Evolution of the workplace
Offices won’t go back to the way they were pre-pandemic, starting with who will even be in the office on a daily basis (studies show that having workers in the office at least three days a week is the number needed “to maintain a distinct company culture”). Be sure to put in place the right tools to keep hybrid teams connected, including video conferencing with interactive features, group chat apps or even entire digital hubs.
Prioritizing the employee experience
If they’ve been working at home for a year, your employees will have a different outlook on work environments and what they now prefer. Part of the return to work will be providing experiences that make them feel safe, engaged and wanting to return. This will include options like providing flexible work arrangements, wellness programming, touchless buttons and more. Qualtrics reports that a sense of belonging drives the most engagement, and employees need an office where they feel like they can belong.
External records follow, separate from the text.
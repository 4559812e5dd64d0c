//! Hub Configuration Settings
//!
//! Configuration types for the alert hub, loaded from environment variables.
//! Unset or unparsable numeric values fall back to their defaults.

use std::time::Duration;

use crate::infrastructure::feed::DEFAULT_FEED_URL;

/// Upstream price feed implementation.
#[derive(Debug, Clone, Copy, PartialEq, Eq, Default)]
pub enum FeedKind {
    /// Random-walk prices generated in process.
    #[default]
    Simulated,
    /// JSON price stream over WebSocket.
    WebSocket,
}

impl FeedKind {
    /// Parse a feed kind, case-insensitively.
    ///
    /// # Errors
    ///
    /// Returns [`ConfigError::InvalidValue`] for unknown names.
    pub fn parse(key: &str, raw: &str) -> Result<Self, ConfigError> {
        match raw.trim().to_lowercase().as_str() {
            "simulated" | "sim" => Ok(Self::Simulated),
            "websocket" | "ws" => Ok(Self::WebSocket),
            _ => Err(ConfigError::InvalidValue {
                key: key.to_string(),
                value: raw.to_string(),
            }),
        }
    }

    /// Get the feed kind name.
    #[must_use]
    pub const fn as_str(&self) -> &'static str {
        match self {
            Self::Simulated => "simulated",
            Self::WebSocket => "websocket",
        }
    }
}

/// Persistence backend.
#[derive(Debug, Clone, PartialEq, Eq)]
pub enum StoreKind {
    /// Process-local store; nothing survives a restart.
    Memory,
    /// SQLite database at the given URL.
    Sqlite(String),
}

impl StoreKind {
    fn from_url(url: &str) -> Self {
        if url.trim().eq_ignore_ascii_case("memory") {
            Self::Memory
        } else {
            Self::Sqlite(url.trim().to_string())
        }
    }
}

impl Default for StoreKind {
    fn default() -> Self {
        Self::Sqlite("sqlite://price_alerts.db".to_string())
    }
}

/// Server port settings.
#[derive(Debug, Clone)]
pub struct ServerSettings {
    /// Client WebSocket port.
    pub ws_port: u16,
    /// Health check HTTP port.
    pub health_port: u16,
}

impl Default for ServerSettings {
    fn default() -> Self {
        Self {
            ws_port: 5000,
            health_port: 8083,
        }
    }
}

/// Upstream feed settings.
#[derive(Debug, Clone)]
pub struct FeedSettings {
    /// Which provider to run.
    pub kind: FeedKind,
    /// Upstream URL for the WebSocket provider.
    pub url: String,
    /// Tick interval for the simulated provider.
    pub sim_interval: Duration,
    /// Per-feed tick buffer.
    pub buffer: usize,
}

impl Default for FeedSettings {
    fn default() -> Self {
        Self {
            kind: FeedKind::default(),
            url: DEFAULT_FEED_URL.to_string(),
            sim_interval: Duration::from_secs(1),
            buffer: 256,
        }
    }
}

/// Per-client settings.
#[derive(Debug, Clone)]
pub struct ClientSettings {
    /// Undelivered price ticks queued per client before ticks are shed.
    pub queue_capacity: usize,
    /// Trigger logs sent on connect.
    pub trigger_log_limit: usize,
}

impl Default for ClientSettings {
    fn default() -> Self {
        Self {
            queue_capacity: 1024,
            trigger_log_limit: 50,
        }
    }
}

/// Complete hub configuration.
#[derive(Debug, Clone, Default)]
pub struct HubConfig {
    /// Server port settings.
    pub server: ServerSettings,
    /// Persistence backend.
    pub store: StoreKind,
    /// Upstream feed settings.
    pub feed: FeedSettings,
    /// Per-client settings.
    pub client: ClientSettings,
}

impl HubConfig {
    /// Create configuration from environment variables.
    ///
    /// # Errors
    ///
    /// Returns an error if `ALERT_HUB_FEED` names an unknown provider or a
    /// capacity is zero.
    pub fn from_env() -> Result<Self, ConfigError> {
        Self::from_lookup(|key| std::env::var(key).ok())
    }

    /// Create configuration from an arbitrary variable lookup.
    ///
    /// # Errors
    ///
    /// See [`HubConfig::from_env`].
    pub fn from_lookup(lookup: impl Fn(&str) -> Option<String>) -> Result<Self, ConfigError> {
        let env = Env(&lookup);
        let defaults = Self::default();

        let server = ServerSettings {
            ws_port: env.parse("ALERT_HUB_WS_PORT", defaults.server.ws_port),
            health_port: env.parse("ALERT_HUB_HEALTH_PORT", defaults.server.health_port),
        };

        let store = env
            .non_empty("ALERT_HUB_DATABASE_URL")
            .map_or(defaults.store, |url| StoreKind::from_url(&url));

        let kind = match env.non_empty("ALERT_HUB_FEED") {
            Some(raw) => FeedKind::parse("ALERT_HUB_FEED", &raw)?,
            None => defaults.feed.kind,
        };
        let feed = FeedSettings {
            kind,
            url: env
                .non_empty("ALERT_HUB_FEED_URL")
                .unwrap_or(defaults.feed.url),
            sim_interval: Some(env.parse::<u64>("ALERT_HUB_SIM_INTERVAL_MS", 0))
                .filter(|ms| *ms > 0)
                .map_or(defaults.feed.sim_interval, Duration::from_millis),
            buffer: env.parse("ALERT_HUB_FEED_BUFFER", defaults.feed.buffer),
        };

        let client = ClientSettings {
            queue_capacity: env.parse("ALERT_HUB_CLIENT_QUEUE", defaults.client.queue_capacity),
            trigger_log_limit: env.parse(
                "ALERT_HUB_TRIGGER_LOG_LIMIT",
                defaults.client.trigger_log_limit,
            ),
        };

        if feed.buffer == 0 {
            return Err(ConfigError::ZeroCapacity("ALERT_HUB_FEED_BUFFER".to_string()));
        }
        if client.queue_capacity == 0 {
            return Err(ConfigError::ZeroCapacity("ALERT_HUB_CLIENT_QUEUE".to_string()));
        }

        Ok(Self {
            server,
            store,
            feed,
            client,
        })
    }
}

/// Configuration error.
#[derive(Debug, thiserror::Error)]
pub enum ConfigError {
    /// Environment variable has a value outside its allowed set.
    #[error("invalid value {value:?} for {key}")]
    InvalidValue {
        /// Variable name.
        key: String,
        /// Rejected value.
        value: String,
    },
    /// Capacity variable was set to zero.
    #[error("environment variable {0} must be greater than zero")]
    ZeroCapacity(String),
}

struct Env<'a, F>(&'a F);

impl<F: Fn(&str) -> Option<String>> Env<'_, F> {
    fn non_empty(&self, key: &str) -> Option<String> {
        (self.0)(key).filter(|v| !v.trim().is_empty())
    }

    fn parse<T: std::str::FromStr>(&self, key: &str, default: T) -> T {
        self.non_empty(key)
            .and_then(|v| v.trim().parse().ok())
            .unwrap_or(default)
    }
}

#[cfg(test)]
mod tests {
    use super::*;
    use std::collections::HashMap;

    fn config(vars: &[(&str, &str)]) -> Result<HubConfig, ConfigError> {
        let vars: HashMap<String, String> = vars
            .iter()
            .map(|(k, v)| ((*k).to_string(), (*v).to_string()))
            .collect();
        HubConfig::from_lookup(|key| vars.get(key).cloned())
    }

    #[test]
    fn defaults_when_unset() {
        let config = config(&[]).unwrap();
        assert_eq!(config.server.ws_port, 5000);
        assert_eq!(config.server.health_port, 8083);
        assert_eq!(
            config.store,
            StoreKind::Sqlite("sqlite://price_alerts.db".to_string())
        );
        assert_eq!(config.feed.kind, FeedKind::Simulated);
        assert_eq!(config.feed.url, DEFAULT_FEED_URL);
        assert_eq!(config.feed.sim_interval, Duration::from_secs(1));
        assert_eq!(config.client.queue_capacity, 1024);
        assert_eq!(config.client.trigger_log_limit, 50);
    }

    #[test]
    fn overrides_from_env() {
        let config = config(&[
            ("ALERT_HUB_WS_PORT", "7000"),
            ("ALERT_HUB_DATABASE_URL", "MEMORY"),
            ("ALERT_HUB_FEED", "WebSocket"),
            ("ALERT_HUB_FEED_URL", "ws://localhost:9000"),
            ("ALERT_HUB_SIM_INTERVAL_MS", "250"),
            ("ALERT_HUB_TRIGGER_LOG_LIMIT", "10"),
        ])
        .unwrap();
        assert_eq!(config.server.ws_port, 7000);
        assert_eq!(config.store, StoreKind::Memory);
        assert_eq!(config.feed.kind, FeedKind::WebSocket);
        assert_eq!(config.feed.url, "ws://localhost:9000");
        assert_eq!(config.feed.sim_interval, Duration::from_millis(250));
        assert_eq!(config.client.trigger_log_limit, 10);
    }

    #[test]
    fn unparsable_numbers_fall_back() {
        let config = config(&[
            ("ALERT_HUB_HEALTH_PORT", "not-a-port"),
            ("ALERT_HUB_SIM_INTERVAL_MS", "0"),
        ])
        .unwrap();
        assert_eq!(config.server.health_port, 8083);
        assert_eq!(config.feed.sim_interval, Duration::from_secs(1));
    }

    #[test]
    fn unknown_feed_is_an_error() {
        let err = config(&[("ALERT_HUB_FEED", "carrier-pigeon")]).unwrap_err();
        assert!(matches!(err, ConfigError::InvalidValue { ref key, .. } if key == "ALERT_HUB_FEED"));
    }

    #[test]
    fn zero_queue_is_an_error() {
        let err = config(&[("ALERT_HUB_CLIENT_QUEUE", "0")]).unwrap_err();
        assert!(matches!(err, ConfigError::ZeroCapacity(_)));
    }

    #[test]
    fn feed_kind_names() {
        assert_eq!(FeedKind::Simulated.as_str(), "simulated");
        assert_eq!(FeedKind::parse("K", "sim").unwrap(), FeedKind::Simulated);
        assert_eq!(FeedKind::parse("K", " ws ").unwrap(), FeedKind::WebSocket);
    }
}
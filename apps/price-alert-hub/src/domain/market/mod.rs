//! Market Data Types
//!
//! Symbols and the price ticks produced by upstream feeds.
//!
//! # Design
//!
//! Symbols are normalized once at the edge (trimmed, uppercased) so every
//! map keyed by [`Symbol`] agrees on identity. A [`PriceTick`] keeps the
//! raw upstream payload next to the parsed price; clients receive the
//! payload as-is while alert evaluation only looks at `price`.

use std::fmt;

use chrono::{DateTime, TimeZone, Utc};
use serde::{Deserialize, Serialize};
use serde_json::Value;

use crate::domain::error::ValidationError;

/// Maximum accepted symbol length.
pub const MAX_SYMBOL_LEN: usize = 20;

// =============================================================================
// Symbol
// =============================================================================

/// A normalized ticker symbol (e.g. `AAPL`, `BTC-USD`).
#[derive(Debug, Clone, PartialEq, Eq, Hash, PartialOrd, Ord, Serialize, Deserialize)]
#[serde(try_from = "String", into = "String")]
pub struct Symbol(String);

impl Symbol {
    /// Parse and normalize a symbol.
    ///
    /// # Errors
    ///
    /// Returns [`ValidationError::EmptySymbol`] if the input is blank and
    /// [`ValidationError::SymbolTooLong`] if it exceeds [`MAX_SYMBOL_LEN`].
    pub fn parse(raw: &str) -> Result<Self, ValidationError> {
        let normalized = raw.trim().to_uppercase();
        if normalized.is_empty() {
            return Err(ValidationError::EmptySymbol);
        }
        if normalized.chars().count() > MAX_SYMBOL_LEN {
            return Err(ValidationError::SymbolTooLong {
                symbol: normalized,
                max: MAX_SYMBOL_LEN,
            });
        }
        Ok(Self(normalized))
    }

    /// The normalized symbol text.
    #[must_use]
    pub fn as_str(&self) -> &str {
        &self.0
    }
}

impl fmt::Display for Symbol {
    fn fmt(&self, f: &mut fmt::Formatter<'_>) -> fmt::Result {
        f.write_str(&self.0)
    }
}

impl AsRef<str> for Symbol {
    fn as_ref(&self) -> &str {
        &self.0
    }
}

impl TryFrom<String> for Symbol {
    type Error = ValidationError;

    fn try_from(value: String) -> Result<Self, Self::Error> {
        Self::parse(&value)
    }
}

impl From<Symbol> for String {
    fn from(symbol: Symbol) -> Self {
        symbol.0
    }
}

// =============================================================================
// Price Tick
// =============================================================================

/// One price observation for a symbol.
#[derive(Debug, Clone, PartialEq, Serialize)]
pub struct PriceTick {
    /// Symbol the tick belongs to.
    pub symbol: Symbol,
    /// Last price. Zero when the upstream payload carried none.
    pub price: f64,
    /// Upstream timestamp, or receive time when the payload had none.
    pub timestamp: DateTime<Utc>,
    /// Upstream payload, forwarded to clients unchanged.
    pub raw: Value,
}

impl PriceTick {
    /// Build a tick with a synthesized payload.
    #[must_use]
    pub fn new(symbol: Symbol, price: f64, timestamp: DateTime<Utc>) -> Self {
        let raw = serde_json::json!({
            "id": symbol.as_str(),
            "price": price,
            "time": timestamp.timestamp_millis(),
        });
        Self {
            symbol,
            price,
            timestamp,
            raw,
        }
    }

    /// Build a tick from a raw upstream payload.
    ///
    /// `price` is read as a number or numeric string and defaults to zero
    /// when absent. `time` (epoch milliseconds) is used when present,
    /// otherwise `received_at`.
    #[must_use]
    pub fn from_payload(symbol: Symbol, raw: Value, received_at: DateTime<Utc>) -> Self {
        let price = raw.get("price").and_then(number_like).unwrap_or(0.0);
        let timestamp = raw
            .get("time")
            .and_then(number_like)
            .and_then(|millis| {
                #[allow(clippy::cast_possible_truncation)]
                Utc.timestamp_millis_opt(millis as i64).single()
            })
            .unwrap_or(received_at);
        Self {
            symbol,
            price,
            timestamp,
            raw,
        }
    }
}

/// Read a JSON value as `f64` when it is a number or a numeric string.
#[must_use]
pub fn number_like(value: &Value) -> Option<f64> {
    match value {
        Value::Number(n) => n.as_f64(),
        Value::String(s) => s.trim().parse().ok(),
        _ => None,
    }
}

// =============================================================================
// Tests
// =============================================================================
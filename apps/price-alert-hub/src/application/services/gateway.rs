//! Client Gateway
//!
//! Translates client protocol events into registry, alert engine, and
//! persistence calls, and replies on the client's outbox.
//!
//! # Connection Lifecycle
//!
//! ```text
//! connect ──► alerts_list ──► trigger_logs ──► restore_subscriptions
//!                                                   │
//!                                   re-subscribe each persisted symbol
//!                                                   │
//!                                           handle commands ──► disconnect
//! ```
//!
//! Commands from one client are handled one at a time by its connection
//! task; different clients run concurrently.

use std::sync::Arc;

use serde_json::Value;

use crate::application::ports::{Clock, PersistenceStore};
use crate::application::services::alert_engine::{AlertEngine, AlertError};
use crate::application::services::broadcaster::{Broadcaster, Outbox};
use crate::application::services::connection_registry::{ConnectionRegistry, SubscribeOutcome};
use crate::application::services::feed_multiplexer::FeedMultiplexer;
use crate::domain::alert::{AlertId, AlertUpdate};
use crate::domain::events::{ClientEvent, ServerEvent, parse_condition, parse_price};
use crate::domain::market::Symbol;
use crate::domain::subscription::ClientId;

/// Default number of trigger logs sent on connect.
pub const DEFAULT_TRIGGER_LOG_LIMIT: usize = 50;

/// Entry point for client sessions.
pub struct ClientGateway {
    registry: Arc<ConnectionRegistry>,
    broadcaster: Arc<Broadcaster>,
    engine: Arc<AlertEngine>,
    multiplexer: FeedMultiplexer,
    store: Arc<dyn PersistenceStore>,
    clock: Arc<dyn Clock>,
    trigger_log_limit: usize,
}

impl std::fmt::Debug for ClientGateway {
    fn fmt(&self, f: &mut std::fmt::Formatter<'_>) -> std::fmt::Result {
        f.debug_struct("ClientGateway")
            .field("clients", &self.broadcaster.client_count())
            .field("trigger_log_limit", &self.trigger_log_limit)
            .finish_non_exhaustive()
    }
}

impl ClientGateway {
    /// Wire a gateway from its collaborators.
    #[must_use]
    pub fn new(
        registry: Arc<ConnectionRegistry>,
        broadcaster: Arc<Broadcaster>,
        engine: Arc<AlertEngine>,
        multiplexer: FeedMultiplexer,
        store: Arc<dyn PersistenceStore>,
        clock: Arc<dyn Clock>,
    ) -> Self {
        Self {
            registry,
            broadcaster,
            engine,
            multiplexer,
            store,
            clock,
            trigger_log_limit: DEFAULT_TRIGGER_LOG_LIMIT,
        }
    }

    /// Override how many trigger logs are sent on connect.
    #[must_use]
    pub const fn with_trigger_log_limit(mut self, limit: usize) -> Self {
        self.trigger_log_limit = limit;
        self
    }

    /// Connection registry.
    #[must_use]
    pub const fn registry(&self) -> &Arc<ConnectionRegistry> {
        &self.registry
    }

    // =========================================================================
    // Lifecycle
    // =========================================================================

    /// Register a client, send its initial state, and restore persisted
    /// subscriptions. Returns once the client may send commands.
    pub async fn connect(&self, outbox: Outbox) -> ClientId {
        let client = self.registry.on_connect();
        self.broadcaster.attach(client, outbox);

        match self.engine.list_alerts().await {
            Ok(alerts) => {
                self.reply(client, ServerEvent::AlertsList(alerts));
            }
            Err(e) => {
                tracing::error!(client_id = client, error = %e, "Failed to load alerts");
                self.reply(client, ServerEvent::error(e));
            }
        }

        match self.engine.recent_trigger_logs(self.trigger_log_limit).await {
            Ok(logs) => {
                self.reply(client, ServerEvent::TriggerLogs(logs));
            }
            Err(e) => {
                tracing::error!(client_id = client, error = %e, "Failed to load trigger logs");
                self.reply(client, ServerEvent::error(e));
            }
        }

        self.restore_subscriptions(client).await;
        client
    }

    async fn restore_subscriptions(&self, client: ClientId) {
        let records = match self.store.list_subscriptions().await {
            Ok(records) => records,
            Err(e) => {
                tracing::error!(client_id = client, error = %e, "Failed to load subscriptions");
                self.reply(client, ServerEvent::error(e));
                return;
            }
        };
        if records.is_empty() {
            return;
        }

        let symbols: Vec<Symbol> = records.into_iter().map(|r| r.symbol).collect();
        tracing::info!(client_id = client, count = symbols.len(), "Restoring subscriptions");
        self.reply(client, ServerEvent::RestoreSubscriptions(symbols.clone()));

        for symbol in symbols {
            if let Err(e) = self.registry.subscribe(client, &symbol).await {
                tracing::warn!(client_id = client, symbol = %symbol, error = %e, "Restore failed");
                self.reply(client, ServerEvent::subscription_error(Some(symbol), e));
                continue;
            }
            if let Err(e) = self.store.touch_subscription(&symbol, self.clock.now()).await {
                tracing::warn!(symbol = %symbol, error = %e, "Failed to refresh subscription");
            }
        }
    }

    /// Tear down a client session and release its feeds.
    pub async fn disconnect(&self, client: ClientId) {
        self.broadcaster.detach(client);
        self.registry.on_disconnect(client).await;
    }

    // =========================================================================
    // Commands
    // =========================================================================

    /// Decode and handle one text frame.
    pub async fn handle_text(&self, client: ClientId, text: &str) {
        match ClientEvent::from_json(text) {
            Ok(event) => self.handle(client, event).await,
            Err(e) => {
                tracing::debug!(client_id = client, error = %e, "Rejected frame");
                self.reply(client, ServerEvent::error(e));
            }
        }
    }

    /// Handle one decoded command.
    pub async fn handle(&self, client: ClientId, event: ClientEvent) {
        tracing::debug!(client_id = client, event = event.name(), "Handling client event");
        match event {
            ClientEvent::Subscribe { symbol } => self.subscribe(client, &symbol).await,
            ClientEvent::Unsubscribe { symbol } => self.unsubscribe(client, &symbol).await,
            ClientEvent::GetSubscriptions => {
                let symbols = self.registry.client_symbols(client);
                self.reply(client, ServerEvent::SubscriptionsList(symbols));
            }
            ClientEvent::CreateAlert {
                symbol,
                price,
                condition,
            } => {
                let result = self.create_alert(&symbol, &price, &condition).await;
                self.reply_on_error(client, result);
            }
            ClientEvent::UpdateAlert {
                id,
                price,
                condition,
                active,
            } => {
                let result = self.update_alert(id, &price, &condition, active).await;
                self.reply_on_error(client, result);
            }
            ClientEvent::DeleteAlert { id } => {
                let result = self
                    .engine
                    .delete_alert(id)
                    .await
                    .map(|deleted| log_missing(id, !deleted));
                self.reply_on_error(client, result);
            }
            ClientEvent::ToggleAlert { id } => {
                let result = self
                    .engine
                    .toggle_alert(id)
                    .await
                    .map(|alert| log_missing(id, alert.is_none()));
                self.reply_on_error(client, result);
            }
        }
    }

    async fn create_alert(
        &self,
        symbol: &str,
        price: &Value,
        condition: &str,
    ) -> Result<(), AlertError> {
        let symbol = Symbol::parse(symbol)?;
        let threshold = parse_price(price)?;
        let condition = parse_condition(condition)?;
        self.engine.create_alert(symbol, threshold, condition).await?;
        Ok(())
    }

    async fn update_alert(
        &self,
        id: AlertId,
        price: &Value,
        condition: &str,
        active: Option<bool>,
    ) -> Result<(), AlertError> {
        let update = AlertUpdate {
            threshold: parse_price(price)?,
            condition: parse_condition(condition)?,
            active: active.unwrap_or(true),
        };
        let updated = self.engine.update_alert(id, update).await?;
        log_missing(id, updated.is_none());
        Ok(())
    }

    async fn subscribe(&self, client: ClientId, raw: &str) {
        let symbol = match Symbol::parse(raw) {
            Ok(symbol) => symbol,
            Err(e) => {
                self.reply(client, ServerEvent::subscription_error(None, e));
                return;
            }
        };

        let outcome = match self.registry.subscribe(client, &symbol).await {
            Ok(outcome) => outcome,
            Err(e) => {
                tracing::warn!(client_id = client, symbol = %symbol, error = %e, "Subscribe failed");
                self.reply(client, ServerEvent::subscription_error(Some(symbol), e));
                return;
            }
        };

        // A subscription is only live once it is persisted.
        if let Err(e) = self.store.touch_subscription(&symbol, self.clock.now()).await {
            tracing::error!(client_id = client, symbol = %symbol, error = %e, "Failed to persist subscription");
            if outcome == SubscribeOutcome::Subscribed {
                self.registry.unsubscribe(client, &symbol).await;
            }
            self.reply(client, ServerEvent::subscription_error(Some(symbol), e));
            return;
        }

        self.reply(
            client,
            ServerEvent::SubscriptionSuccess {
                symbol: symbol.clone(),
            },
        );
        if let Some(tick) = self.multiplexer.latest_tick(&symbol) {
            self.reply(client, ServerEvent::StockUpdate { symbol, data: tick });
        }
    }

    async fn unsubscribe(&self, client: ClientId, raw: &str) {
        let symbol = match Symbol::parse(raw) {
            Ok(symbol) => symbol,
            Err(e) => {
                self.reply(client, ServerEvent::error(e));
                return;
            }
        };

        if self.registry.unsubscribe(client, &symbol).await
            && let Err(e) = self.store.delete_subscription(&symbol).await
        {
            tracing::warn!(symbol = %symbol, error = %e, "Failed to delete persisted subscription");
        }

        self.reply(client, ServerEvent::UnsubscribeSuccess { symbol });
    }

    // =========================================================================
    // Replies
    // =========================================================================

    fn reply(&self, client: ClientId, event: ServerEvent) {
        let name = event.name();
        if !self.broadcaster.send_to(client, event) {
            tracing::debug!(client_id = client, event = name, "Reply not delivered");
        }
    }

    fn reply_on_error(&self, client: ClientId, result: Result<(), AlertError>) {
        if let Err(e) = result {
            match &e {
                AlertError::Validation(_) => {
                    tracing::debug!(client_id = client, error = %e, "Invalid alert command");
                }
                AlertError::Persistence(_) => {
                    tracing::error!(client_id = client, error = %e, "Alert command failed");
                }
            }
            self.reply(client, ServerEvent::error(e));
        }
    }
}

fn log_missing(id: AlertId, missing: bool) {
    if missing {
        tracing::debug!(alert_id = id, "Alert not found, ignoring");
    }
}

// =============================================================================
// Tests
// =============================================================================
A focus on health and wellbeing
Wellness programs have been on the rise, but now’s the time to implement them or scale them if you have something in place. According to SHRM, wellness programs can increase productivity, improve morale, and lower health-related costs. After this past year, employees not only need to know that their employer is watching out for them and concerned about their wellbeing, but employees will still be dealing with their own stresses from this past year, from income loss to losing a loved one.
A focus on resilience
Resilience has been a necessary trait this entire past year, for both employees and leaders alike — and that won’t change once office work resumes. Work Design Magazine suggests taking a physical and socio-emotional approach to resilience. In other words, don’t just focus on resiliency when it comes to flexible scheduling, office spaces, furniture and safety, but also focus on people and how they can bounce back from the past year.
Incorporate gamification and fun
When it comes to creating a great workplace experience that keeps employees engaged, make sure to keep the fun going through friendly team competition, a question of the week on the chat app, virtual happy hours and other creative approaches. This not only keeps employees engaged and building relationships with one another, but gamification approaches could reduce turnover by 20% as well.
The future of the office is certainly going to look different, with a new focus on health and wellness, employee engagement, increased technology and new hybrid ways forward. But isn’t it time it should look different?